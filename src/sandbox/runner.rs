//! The execution runner: synthesize, invoke, race.

use std::sync::Arc;
use std::time::Duration;

use tokio::sync::RwLock;
use tokio::task::JoinError;
use tokio::time::Instant;
use tokio_util::sync::CancellationToken;

use super::types::{AbandonPolicy, CodeRunner, ExecutionStats, RunnerConfig, SourceUnit};
use crate::core::{ExecutionContext, SignalFired, TimeoutSignal};
use crate::error::{ConstructionError, ExecutionError, ExecutionOutcome};
use crate::evaluator::{intrinsics, EvalResult, Interpreter, Interrupt, Scope, Value};
use crate::script::{parse_function_body, FunctionDecl, USE_STRICT};

/// Runs source units inside a fresh interpreter per execution.
///
/// The source becomes the body of a strict async function whose parameters
/// are the context's names; the context's values are its arguments. The
/// interpreter runs in its own task, so a timeout only stops the waiting:
/// the task unwinds at its next yield point once its token or lease says
/// it has been abandoned.
pub struct ExecutionRunner {
    config: RunnerConfig,
    stats: Arc<RwLock<ExecutionStats>>,
}

impl ExecutionRunner {
    pub fn new(config: RunnerConfig) -> Self {
        Self {
            config,
            stats: Arc::new(RwLock::new(ExecutionStats::default())),
        }
    }

    pub fn config(&self) -> &RunnerConfig {
        &self.config
    }

    /// Parse `source` into the entry function taking `params`.
    pub fn compile(
        &self,
        source: &SourceUnit,
        params: &[String],
    ) -> Result<Arc<FunctionDecl>, ConstructionError> {
        if source.len() > self.config.max_code_length {
            return Err(ConstructionError::SourceTooLong {
                length: source.len(),
                limit: self.config.max_code_length,
            });
        }
        let mut body = parse_function_body(source.code())?;
        if !body.is_strict() {
            body.directives.insert(0, USE_STRICT.to_string());
        }
        Ok(Arc::new(FunctionDecl {
            name: None,
            params: params.to_vec(),
            body,
            is_async: true,
        }))
    }

    pub async fn stats(&self) -> ExecutionStats {
        self.stats.read().await.clone()
    }

    fn globals(&self) -> Scope {
        let scope = Scope::root();
        if self.config.intrinsics {
            intrinsics::install(&scope);
        }
        scope
    }

    async fn race(
        &self,
        source: &SourceUnit,
        context: ExecutionContext,
        signal: TimeoutSignal,
    ) -> ExecutionOutcome {
        let (names, values, lease) = context.into_parts();
        let decl = self.compile(source, &names)?;

        let cancel = CancellationToken::new();
        // Whatever way this function is left, the task must see itself abandoned.
        let _abandon = cancel.clone().drop_guard();

        let mut interpreter =
            Interpreter::new(self.config.limits()).with_cancellation(cancel.clone());
        if let Some(lease) = lease {
            interpreter = interpreter.with_lease(lease);
        }
        let globals = self.globals();
        let mut handle = tokio::spawn(async move {
            let result = interpreter.run(decl, globals, values).await;
            (result, interpreter.steps())
        });

        tokio::select! {
            biased;
            joined = &mut handle => settle(joined),
            fired = signal => {
                cancel.cancel();
                if self.config.abandon == AbandonPolicy::Abort {
                    handle.abort();
                }
                match fired {
                    SignalFired::Elapsed(after) => {
                        tracing::debug!(after_ms = after.as_millis() as u64, "execution timed out");
                        Err(ExecutionError::Timeout { after })
                    }
                    SignalFired::Stopped => {
                        tracing::debug!("execution stopped by caller");
                        Err(ExecutionError::Aborted)
                    }
                }
            }
        }
    }

    async fn update_stats(&self, outcome: &ExecutionOutcome, execution_time: Duration) {
        let mut stats = self.stats.write().await;
        stats.total_executions += 1;
        match outcome {
            Ok(_) => stats.successful_executions += 1,
            Err(err) => {
                stats.failed_executions += 1;
                if err.is_timeout() {
                    stats.timed_out_executions += 1;
                }
            }
        }
        if stats.total_executions == 1 {
            stats.avg_execution_time = execution_time;
        } else {
            let total_ns = stats.avg_execution_time.as_nanos() as u64
                * (stats.total_executions - 1)
                + execution_time.as_nanos() as u64;
            stats.avg_execution_time = Duration::from_nanos(total_ns / stats.total_executions);
        }
    }
}

impl Default for ExecutionRunner {
    fn default() -> Self {
        Self::new(RunnerConfig::default())
    }
}

fn settle(joined: Result<(EvalResult<Value>, u64), JoinError>) -> ExecutionOutcome {
    match joined {
        Ok((Ok(value), steps)) => {
            tracing::debug!(steps, "execution completed");
            Ok(value)
        }
        Ok((Err(Interrupt::Throw(value)), steps)) => {
            tracing::debug!(steps, "execution threw");
            Err(ExecutionError::thrown(value))
        }
        Ok((Err(Interrupt::BudgetExhausted { steps }), _)) => {
            Err(ExecutionError::BudgetExhausted { steps })
        }
        // The lease went stale before the signal fired: a newer attempt
        // took over.
        Ok((Err(Interrupt::Abandoned), _)) => Err(ExecutionError::Aborted),
        Err(err) if err.is_panic() => {
            tracing::error!("execution task panicked");
            Err(ExecutionError::Internal("execution task panicked".to_string()))
        }
        Err(_) => Err(ExecutionError::Aborted),
    }
}

#[async_trait::async_trait]
impl CodeRunner for ExecutionRunner {
    #[tracing::instrument(skip_all, fields(bytes = source.len(), bindings = context.len()))]
    async fn execute(
        &self,
        source: &SourceUnit,
        context: ExecutionContext,
        signal: TimeoutSignal,
    ) -> ExecutionOutcome {
        let start = Instant::now();
        let outcome = self.race(source, context, signal).await;
        self.update_stats(&outcome, start.elapsed()).await;
        outcome
    }

    async fn validate(&self, source: &SourceUnit) -> Result<(), ConstructionError> {
        self.compile(source, &[]).map(|_| ())
    }

    async fn get_stats(&self) -> ExecutionStats {
        self.stats().await
    }
}

#[cfg(test)]
mod tests {
    use super::*;
    use crate::core::{ContextBuilder, GenerationCounter};
    use crate::evaluator::{host_fn, sync_fn, HostError};

    fn runner() -> ExecutionRunner {
        ExecutionRunner::default()
    }

    async fn run(source: &str, context: ExecutionContext) -> ExecutionOutcome {
        runner()
            .execute(
                &SourceUnit::new(source),
                context,
                TimeoutSignal::after(Duration::from_secs(5)),
            )
            .await
    }

    #[tokio::test]
    async fn test_returns_value_without_bindings() {
        let value = run("return 1 + 2;", ExecutionContext::empty()).await.unwrap();
        assert_eq!(value, Value::from(3));
    }

    #[tokio::test]
    async fn test_missing_return_is_undefined() {
        let value = run("let x = 1;", ExecutionContext::empty()).await.unwrap();
        assert!(value.is_undefined());
    }

    #[tokio::test]
    async fn test_bindings_are_positional_arguments() {
        let ctx = ContextBuilder::new()
            .value("a", 2)
            .value("b", 5)
            .build()
            .unwrap();
        let value = run("return a * 10 + b;", ctx).await.unwrap();
        assert_eq!(value, Value::from(25));
    }

    #[tokio::test]
    async fn test_body_is_strict() {
        let err = run("leaked = 1; return leaked;", ExecutionContext::empty())
            .await
            .unwrap_err();
        match err {
            ExecutionError::Runtime { name, message, .. } => {
                assert_eq!(name, "ReferenceError");
                assert_eq!(message, "leaked is not defined");
            }
            other => panic!("unexpected {:?}", other),
        }
    }

    #[tokio::test]
    async fn test_syntax_error_is_construction_error() {
        let err = run("return (1;", ExecutionContext::empty()).await.unwrap_err();
        assert!(matches!(
            err,
            ExecutionError::Construction(ConstructionError::Syntax(_))
        ));
    }

    #[tokio::test]
    async fn test_source_length_limit() {
        let runner = ExecutionRunner::new(RunnerConfig {
            max_code_length: 8,
            ..RunnerConfig::default()
        });
        let err = runner
            .validate(&SourceUnit::new("return 123456789;"))
            .await
            .unwrap_err();
        assert_eq!(
            err,
            ConstructionError::SourceTooLong {
                length: 17,
                limit: 8
            }
        );
    }

    #[tokio::test]
    async fn test_thrown_primitive_is_preserved() {
        let err = run("throw 'nope';", ExecutionContext::empty()).await.unwrap_err();
        assert_eq!(err.thrown_value(), Some(&Value::from("nope")));
    }

    #[tokio::test]
    async fn test_host_error_surfaces_as_runtime() {
        let ctx = ContextBuilder::new()
            .capability(
                "fail",
                sync_fn("fail", |_| Err(HostError::message("rope snapped"))),
            )
            .build()
            .unwrap();
        let err = run("await fail();", ctx).await.unwrap_err();
        assert_eq!(err.to_string(), "Error: rope snapped");
    }

    #[tokio::test]
    async fn test_host_error_can_be_caught() {
        let ctx = ContextBuilder::new()
            .capability(
                "fail",
                sync_fn("fail", |_| Err(HostError::message("rope snapped"))),
            )
            .build()
            .unwrap();
        let value = run(
            "try { await fail(); } catch (e) { return e.message; }",
            ctx,
        )
        .await
        .unwrap();
        assert_eq!(value, Value::from("rope snapped"));
    }

    #[tokio::test(start_paused = true)]
    async fn test_pending_host_call_times_out() {
        let ctx = ContextBuilder::new()
            .capability(
                "forever",
                host_fn("forever", |_| futures::future::pending()),
            )
            .build()
            .unwrap();
        let start = Instant::now();
        let err = runner()
            .execute(
                &SourceUnit::new("await forever();"),
                ctx,
                TimeoutSignal::after(Duration::from_millis(200)),
            )
            .await
            .unwrap_err();
        assert!(err.is_timeout());
        assert!(start.elapsed() >= Duration::from_millis(200));
    }

    #[tokio::test]
    async fn test_tight_loop_times_out() {
        let start = std::time::Instant::now();
        let err = run_with_timeout("while (true) {}", Duration::from_millis(50)).await;
        assert!(err.is_timeout());
        assert!(start.elapsed() < Duration::from_secs(2));
    }

    async fn run_with_timeout(source: &str, timeout: Duration) -> ExecutionError {
        runner()
            .execute(
                &SourceUnit::new(source),
                ExecutionContext::empty(),
                TimeoutSignal::after(timeout),
            )
            .await
            .unwrap_err()
    }

    #[tokio::test]
    async fn test_step_budget() {
        let runner = ExecutionRunner::new(RunnerConfig {
            max_steps: Some(500),
            ..RunnerConfig::default()
        });
        let err = runner
            .execute(
                &SourceUnit::new("while (true) {}"),
                ExecutionContext::empty(),
                TimeoutSignal::never(),
            )
            .await
            .unwrap_err();
        assert!(matches!(err, ExecutionError::BudgetExhausted { steps: 500 }));
    }

    #[tokio::test]
    async fn test_stopped_signal_is_aborted() {
        let stop = CancellationToken::new();
        stop.cancel();
        let err = runner()
            .execute(
                &SourceUnit::new("while (true) {}"),
                ExecutionContext::empty(),
                TimeoutSignal::on_stop(stop),
            )
            .await
            .unwrap_err();
        assert!(matches!(err, ExecutionError::Aborted));
    }

    #[tokio::test]
    async fn test_stale_lease_unwinds_execution() {
        let counter = GenerationCounter::new();
        let lease = counter.begin();
        counter.bump();
        let ctx = ContextBuilder::new().lease(lease).build().unwrap();
        let err = runner()
            .execute(
                &SourceUnit::new("while (true) {}"),
                ctx,
                TimeoutSignal::never(),
            )
            .await
            .unwrap_err();
        assert!(matches!(err, ExecutionError::Aborted));
    }

    #[tokio::test]
    async fn test_panicking_capability_is_internal() {
        let ctx = ContextBuilder::new()
            .capability("boom", sync_fn("boom", |_| panic!("capability bug")))
            .build()
            .unwrap();
        let err = run("await boom();", ctx).await.unwrap_err();
        assert!(matches!(err, ExecutionError::Internal(_)));
    }

    #[tokio::test]
    async fn test_intrinsics_can_be_disabled() {
        let runner = ExecutionRunner::new(RunnerConfig {
            intrinsics: false,
            ..RunnerConfig::default()
        });
        let err = runner
            .execute(
                &SourceUnit::new("return Math.floor(1.5);"),
                ExecutionContext::empty(),
                TimeoutSignal::never(),
            )
            .await
            .unwrap_err();
        assert!(err.is_runtime());
    }

    #[tokio::test]
    async fn test_stats_track_outcomes() {
        let runner = runner();
        let ok = SourceUnit::new("return 1;");
        let bad = SourceUnit::new("throw new Error('bad');");
        runner
            .execute(&ok, ExecutionContext::empty(), TimeoutSignal::never())
            .await
            .unwrap();
        runner
            .execute(&bad, ExecutionContext::empty(), TimeoutSignal::never())
            .await
            .unwrap_err();
        runner
            .execute(
                &SourceUnit::new("while (true) {}"),
                ExecutionContext::empty(),
                TimeoutSignal::after(Duration::from_millis(20)),
            )
            .await
            .unwrap_err();

        let stats = runner.get_stats().await;
        assert_eq!(stats.total_executions, 3);
        assert_eq!(stats.successful_executions, 1);
        assert_eq!(stats.failed_executions, 2);
        assert_eq!(stats.timed_out_executions, 1);
    }
}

════════

Work to complete => Every line from the data above that contains "globals" must appear in the answer.

Output below =>
    fn globals(&self) -> Scope {
        let globals = self.globals();
            let result = interpreter.run(decl, globals, values).await;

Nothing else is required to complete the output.